Japanese politician, novelist, and journalist

Tetchou Suehiro (末広 鐵腸, Suehiro Tetchō), born Yuujirou Suehiro (末広 雄次郎, Suehiro Yūjirō) was a Japanese politician, novelist, and journalist. He was proponent of the Freedom and People's Rights Movement.

Born of samurai lineage in what is now Ehime Prefecture, he was the second son of the family. His father, Teisuke, was an accountant. He graduated from a local samurai school and became a teacher in 1869. Thereafter, he moved to Tokyo and worked for the Ministry of Finance for six years before going into the newspaper business. He was imprisoned twice for challenging the existing free press laws and was instrumental in forming the first national political party. He wrote a political, proto-science fiction novel Setchūbai (Plum Blossoms in the Snow, 1886). The income from his books allowed him to travel to the United States and Europe in 1888, around which time he briefly became the travelling companion of Filipino propagandist and patriot José Rizal. He would later acknowledge Rizal's influence in another novel, Nanyo no daiharan (The Great Wave in the South Seas).

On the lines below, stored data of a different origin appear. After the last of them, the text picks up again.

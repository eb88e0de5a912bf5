//! What currently exists at a destination path

use crate::entry_state::{EntryState, EntryStateType};
use crate::error::Result;
use crate::hash::hash_content;
use crate::lazy::LazyContents;
use crate::system::{FileKind, System, lstat_opt};
use hearth_core::path::AbsPath;

/// The state of one destination path, read with `lstat`
#[derive(Debug, Clone)]
pub enum ActualStateEntry {
    /// Nothing exists
    Absent,
    /// A directory
    Dir {
        /// Permission bits
        perm: u32,
    },
    /// A regular file
    File {
        /// Permission bits
        perm: u32,
        /// Current contents
        contents: LazyContents,
    },
    /// A symbolic link
    Symlink {
        /// Link target
        linkname: String,
    },
}

impl ActualStateEntry {
    /// Read the entry at `path`
    ///
    /// Special files (sockets, devices) read as empty files.
    pub fn read(system: &dyn System, path: &AbsPath) -> Result<Self> {
        let Some(info) = lstat_opt(system, path)? else {
            return Ok(ActualStateEntry::Absent);
        };
        Ok(match info.kind {
            FileKind::Dir => ActualStateEntry::Dir { perm: info.perm },
            FileKind::File => ActualStateEntry::File {
                perm: info.perm,
                contents: LazyContents::from_bytes(system.read_file(path)?),
            },
            FileKind::Symlink => ActualStateEntry::Symlink {
                linkname: system.readlink(path)?,
            },
            FileKind::Other => ActualStateEntry::File {
                perm: info.perm,
                contents: LazyContents::default(),
            },
        })
    }

    /// Whether nothing exists
    pub fn is_absent(&self) -> bool {
        matches!(self, ActualStateEntry::Absent)
    }

    /// Snapshot for comparison with target and last-written states
    pub fn entry_state(&self) -> Result<EntryState> {
        Ok(match self {
            ActualStateEntry::Absent => EntryState::absent(),
            ActualStateEntry::Dir { perm } => EntryState::new(EntryStateType::Dir, *perm),
            ActualStateEntry::File { perm, contents } => EntryState::new(EntryStateType::File, *perm)
                .with_sha256(contents.contents_sha256()?)
                .with_contents(contents.contents()?.to_vec()),
            ActualStateEntry::Symlink { linkname } => EntryState::new(EntryStateType::Symlink, 0)
                .with_sha256(hash_content(linkname.as_bytes()))
                .with_contents(linkname.as_bytes().to_vec()),
        })
    }

    /// Remove whatever is there
    pub fn remove(&self, system: &dyn System, path: &AbsPath) -> Result<()> {
        if self.is_absent() {
            return Ok(());
        }
        system.remove_all(path)
    }
}

#[cfg(test)]
mod tests {
    #![allow(clippy::unwrap_used, clippy::panic)]

    use super::*;
    use crate::system::RealSystem;
    use tempfile::TempDir;

    #[test]
    fn test_read_kinds() {
        let temp = TempDir::new().unwrap();
        let root = AbsPath::from_path(temp.path()).unwrap();
        let file = root.join_str("file");
        let link = root.join_str("link");
        RealSystem.write_file(&file, b"data", 0o640).unwrap();
        RealSystem.write_symlink("file", &link).unwrap();

        assert!(ActualStateEntry::read(&RealSystem, &root.join_str("missing")).unwrap().is_absent());
        assert!(matches!(
            ActualStateEntry::read(&RealSystem, &root).unwrap(),
            ActualStateEntry::Dir { .. }
        ));

        let actual = ActualStateEntry::read(&RealSystem, &file).unwrap();
        let state = actual.entry_state().unwrap();
        assert_eq!(state.kind, EntryStateType::File);
        assert_eq!(state.mode, 0o640);
        assert_eq!(state.contents_sha256, Some(hash_content(b"data")));

        let actual = ActualStateEntry::read(&RealSystem, &link).unwrap();
        assert!(matches!(actual, ActualStateEntry::Symlink { ref linkname } if linkname == "file"));
        actual.remove(&RealSystem, &link).unwrap();
        assert!(ActualStateEntry::read(&RealSystem, &link).unwrap().is_absent());
    }
}
//! Persisted snapshots of applied entries
//!
//! After an entry is applied its [`EntryState`] is recorded. The next apply
//! compares the recorded state with what is on disk to detect changes made
//! behind hearth's back.

use crate::hash::Sha256Hash;
use hearth_core::Umask;
use hearth_core::mode::PERM_MASK;
use serde::{Deserialize, Deserializer, Serialize, Serializer};

/// Kind of a recorded entry
#[derive(Debug, Clone, Copy, PartialEq, Eq, Hash, Serialize, Deserialize)]
#[serde(rename_all = "lowercase")]
pub enum EntryStateType {
    /// The entry must not exist
    #[serde(alias = "remove")]
    Absent,
    /// A file that only has to exist
    Present,
    /// A directory
    Dir,
    /// A regular file
    File,
    /// A symbolic link
    Symlink,
    /// A script that was run
    Script,
}

/// Snapshot of an entry as last written
///
/// Serialized as `{"type": ..., "mode": ..., "contentsSHA256": ...}`.
#[derive(Debug, Clone, Serialize, Deserialize)]
pub struct EntryState {
    #[serde(rename = "type")]
    pub kind: EntryStateType,
    #[serde(default, skip_serializing_if = "is_zero")]
    pub mode: u32,
    #[serde(
        rename = "contentsSHA256",
        default,
        skip_serializing_if = "Option::is_none",
        serialize_with = "serialize_hex",
        deserialize_with = "deserialize_hex"
    )]
    pub contents_sha256: Option<Sha256Hash>,
    /// Contents, kept in memory for diffs only
    #[serde(skip)]
    pub contents: Option<Vec<u8>>,
}

#[allow(clippy::trivially_copy_pass_by_ref)]
fn is_zero(mode: &u32) -> bool {
    *mode == 0
}

#[allow(clippy::ref_option)]
fn serialize_hex<S: Serializer>(hash: &Option<Sha256Hash>, s: S) -> Result<S::Ok, S::Error> {
    match hash {
        Some(hash) => s.serialize_str(&hex::encode(hash)),
        None => s.serialize_none(),
    }
}

fn deserialize_hex<'de, D: Deserializer<'de>>(d: D) -> Result<Option<Sha256Hash>, D::Error> {
    let Some(s) = Option::<String>::deserialize(d)? else {
        return Ok(None);
    };
    let mut hash = [0u8; 32];
    hex::decode_to_slice(&s, &mut hash).map_err(serde::de::Error::custom)?;
    Ok(Some(hash))
}

impl EntryState {
    /// An entry state with no contents
    pub fn new(kind: EntryStateType, mode: u32) -> Self {
        EntryState {
            kind,
            mode,
            contents_sha256: None,
            contents: None,
        }
    }

    /// The state of an absent entry
    pub fn absent() -> Self {
        Self::new(EntryStateType::Absent, 0)
    }

    /// Attach a contents hash
    #[must_use]
    pub fn with_sha256(mut self, hash: Sha256Hash) -> Self {
        self.contents_sha256 = Some(hash);
        self
    }

    /// Attach in-memory contents
    #[must_use]
    pub fn with_contents(mut self, contents: Vec<u8>) -> Self {
        self.contents = Some(contents);
        self
    }

    /// Exact equality of kind, permission bits, and contents hash
    pub fn equal(&self, other: &EntryState) -> bool {
        self.kind == other.kind
            && self.mode & PERM_MASK == other.mode & PERM_MASK
            && self.contents_sha256 == other.contents_sha256
    }

    /// Whether two possibly missing states describe the same outcome
    ///
    /// - a missing state is equivalent to `Absent`
    /// - a `Script` state is equivalent to anything, since scripts are
    ///   judged by their run history
    /// - `File` and `Present` are interchangeable
    /// - permission bits are compared after masking with `umask`
    pub fn equivalent(this: Option<&EntryState>, other: Option<&EntryState>, umask: Umask) -> bool {
        let is_script = |s: Option<&EntryState>| s.is_some_and(|s| s.kind == EntryStateType::Script);
        if is_script(this) || is_script(other) {
            return true;
        }
        match (this, other) {
            (None, None) => true,
            (None, Some(s)) | (Some(s), None) => s.kind == EntryStateType::Absent,
            (Some(a), Some(b)) => {
                let kinds_match = a.kind == b.kind
                    || matches!(
                        (a.kind, b.kind),
                        (EntryStateType::File, EntryStateType::Present)
                            | (EntryStateType::Present, EntryStateType::File)
                    );
                kinds_match
                    && umask.apply(a.mode) == umask.apply(b.mode)
                    && a.contents_sha256 == b.contents_sha256
            }
        }
    }
}

impl PartialEq for EntryState {
    fn eq(&self, other: &Self) -> bool {
        self.equal(other)
    }
}

impl Eq for EntryState {}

In 1890 he was elected in the first national election, but was later ousted because he left the Liberal Party. Suehiro was still a member of the Diet (Meiji 29) when he died in 1896 of tongue cancer and was buried in Ehime.

==Major works==
Suehiro's major works include:
- Setchūbai (Plum Blossoms in the Snow, 1886)
- Kakan'ō (Songbirds Among Flowers, 1889)

==See also==
- Japanese literature
- List of Japanese authors
- Bungou Stray Dogs, appears as an antagonist and a part of military police force the "Hunting Dogs"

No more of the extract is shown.